*WHAT YOU ARE ASKED TO DO*
What is needed is a verbatim copy of each record below.
RECORDS FOR PROCESSING section start
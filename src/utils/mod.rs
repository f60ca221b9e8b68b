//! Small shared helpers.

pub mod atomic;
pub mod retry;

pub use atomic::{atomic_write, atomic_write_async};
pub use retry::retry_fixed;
RECORDS FOR PROCESSING section end
*ANSWER TO THIS EXERCISE*
filename src/utils/mod.rs
repository f60ca221b9e8b68b
//! Small shared helpers.

pub mod atomic;
pub mod retry;

pub use atomic::{atomic_write, atomic_write_async};
pub use retry::retry_fixed;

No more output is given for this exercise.